DATA RECORDS: Begin
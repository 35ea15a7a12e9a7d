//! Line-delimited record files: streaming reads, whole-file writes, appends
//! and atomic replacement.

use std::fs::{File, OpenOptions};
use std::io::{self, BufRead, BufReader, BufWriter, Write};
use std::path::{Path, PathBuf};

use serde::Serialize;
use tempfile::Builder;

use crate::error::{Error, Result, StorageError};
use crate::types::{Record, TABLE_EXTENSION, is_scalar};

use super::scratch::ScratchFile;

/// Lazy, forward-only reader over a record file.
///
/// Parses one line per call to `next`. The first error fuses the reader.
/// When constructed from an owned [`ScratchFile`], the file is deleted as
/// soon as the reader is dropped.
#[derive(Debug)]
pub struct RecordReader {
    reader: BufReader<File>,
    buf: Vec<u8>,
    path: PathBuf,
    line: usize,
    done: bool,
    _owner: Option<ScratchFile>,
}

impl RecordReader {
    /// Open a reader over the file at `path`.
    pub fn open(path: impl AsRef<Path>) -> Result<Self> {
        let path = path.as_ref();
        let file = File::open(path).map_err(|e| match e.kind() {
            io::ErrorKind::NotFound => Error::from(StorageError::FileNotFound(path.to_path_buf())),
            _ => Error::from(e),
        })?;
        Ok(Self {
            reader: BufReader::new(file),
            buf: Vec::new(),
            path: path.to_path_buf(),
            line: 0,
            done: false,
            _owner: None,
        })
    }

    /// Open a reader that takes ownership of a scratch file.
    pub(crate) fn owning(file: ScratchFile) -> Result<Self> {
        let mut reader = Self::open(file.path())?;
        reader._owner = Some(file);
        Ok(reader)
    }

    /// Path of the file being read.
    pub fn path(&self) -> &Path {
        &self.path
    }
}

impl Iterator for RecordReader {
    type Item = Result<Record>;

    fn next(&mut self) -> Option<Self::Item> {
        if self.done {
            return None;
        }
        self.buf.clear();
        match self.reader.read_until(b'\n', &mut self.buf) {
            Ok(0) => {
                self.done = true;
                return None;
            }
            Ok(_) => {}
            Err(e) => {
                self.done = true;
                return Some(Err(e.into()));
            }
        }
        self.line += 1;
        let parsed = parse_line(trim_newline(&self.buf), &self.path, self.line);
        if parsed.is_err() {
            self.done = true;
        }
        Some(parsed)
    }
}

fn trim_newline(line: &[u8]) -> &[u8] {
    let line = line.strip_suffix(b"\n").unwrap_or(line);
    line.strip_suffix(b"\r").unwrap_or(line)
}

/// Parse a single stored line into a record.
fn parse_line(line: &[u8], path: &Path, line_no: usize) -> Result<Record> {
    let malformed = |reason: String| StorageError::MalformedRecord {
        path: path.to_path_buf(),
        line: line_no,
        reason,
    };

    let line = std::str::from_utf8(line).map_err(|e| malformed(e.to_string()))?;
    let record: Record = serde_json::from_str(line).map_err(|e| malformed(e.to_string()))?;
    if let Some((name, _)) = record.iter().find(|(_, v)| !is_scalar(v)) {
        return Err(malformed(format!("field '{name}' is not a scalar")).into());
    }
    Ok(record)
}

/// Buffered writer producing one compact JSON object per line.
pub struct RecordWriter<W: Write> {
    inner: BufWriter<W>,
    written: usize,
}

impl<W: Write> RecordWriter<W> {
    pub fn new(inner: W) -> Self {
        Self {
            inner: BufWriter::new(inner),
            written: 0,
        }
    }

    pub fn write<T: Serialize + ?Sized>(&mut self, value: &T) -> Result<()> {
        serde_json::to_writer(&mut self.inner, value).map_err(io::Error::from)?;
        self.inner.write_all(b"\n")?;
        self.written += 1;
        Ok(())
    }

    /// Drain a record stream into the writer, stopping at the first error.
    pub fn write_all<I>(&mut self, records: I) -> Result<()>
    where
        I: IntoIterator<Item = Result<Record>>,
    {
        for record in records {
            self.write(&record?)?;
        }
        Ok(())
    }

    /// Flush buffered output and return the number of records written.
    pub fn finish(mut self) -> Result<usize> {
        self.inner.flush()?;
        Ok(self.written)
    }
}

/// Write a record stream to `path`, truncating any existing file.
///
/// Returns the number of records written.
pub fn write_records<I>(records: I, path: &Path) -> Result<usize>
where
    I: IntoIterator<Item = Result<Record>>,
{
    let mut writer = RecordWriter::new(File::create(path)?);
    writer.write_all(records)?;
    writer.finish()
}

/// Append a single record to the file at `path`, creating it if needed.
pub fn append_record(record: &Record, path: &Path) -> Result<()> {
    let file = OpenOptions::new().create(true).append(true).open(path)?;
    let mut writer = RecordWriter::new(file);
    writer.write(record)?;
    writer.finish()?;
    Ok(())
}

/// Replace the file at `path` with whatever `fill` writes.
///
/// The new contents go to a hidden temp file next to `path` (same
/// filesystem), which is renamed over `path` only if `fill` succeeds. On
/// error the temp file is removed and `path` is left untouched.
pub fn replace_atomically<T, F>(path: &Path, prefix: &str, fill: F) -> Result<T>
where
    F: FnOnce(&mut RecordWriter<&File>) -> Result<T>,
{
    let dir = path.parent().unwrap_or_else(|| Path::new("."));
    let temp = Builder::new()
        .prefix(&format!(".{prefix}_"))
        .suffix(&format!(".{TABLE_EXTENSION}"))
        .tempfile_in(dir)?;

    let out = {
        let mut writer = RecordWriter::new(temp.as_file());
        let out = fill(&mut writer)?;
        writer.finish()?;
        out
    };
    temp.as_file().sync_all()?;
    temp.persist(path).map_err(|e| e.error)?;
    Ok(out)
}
DATA RECORDS: End
## WHAT IS NEEDED
Set down the lines above as they stand, starting with the first line and ending with the line that contains "a reader over".

## SOLUTION TO THE EXERCISE
repository 35ea15a7a12e9a7d
//! Line-delimited record files: streaming reads, whole-file writes, appends
//! and atomic replacement.

use std::fs::{File, OpenOptions};
use std::io::{self, BufRead, BufReader, BufWriter, Write};
use std::path::{Path, PathBuf};

use serde::Serialize;
use tempfile::Builder;

use crate::error::{Error, Result, StorageError};
use crate::types::{Record, TABLE_EXTENSION, is_scalar};

use super::scratch::ScratchFile;

/// Lazy, forward-only reader over a record file.
///
/// Parses one line per call to `next`. The first error fuses the reader.
/// When constructed from an owned [`ScratchFile`], the file is deleted as
/// soon as the reader is dropped.
#[derive(Debug)]
pub struct RecordReader {
    reader: BufReader<File>,
    buf: Vec<u8>,
    path: PathBuf,
    line: usize,
    done: bool,
    _owner: Option<ScratchFile>,
}

impl RecordReader {
    /// Open a reader over the file at `path`.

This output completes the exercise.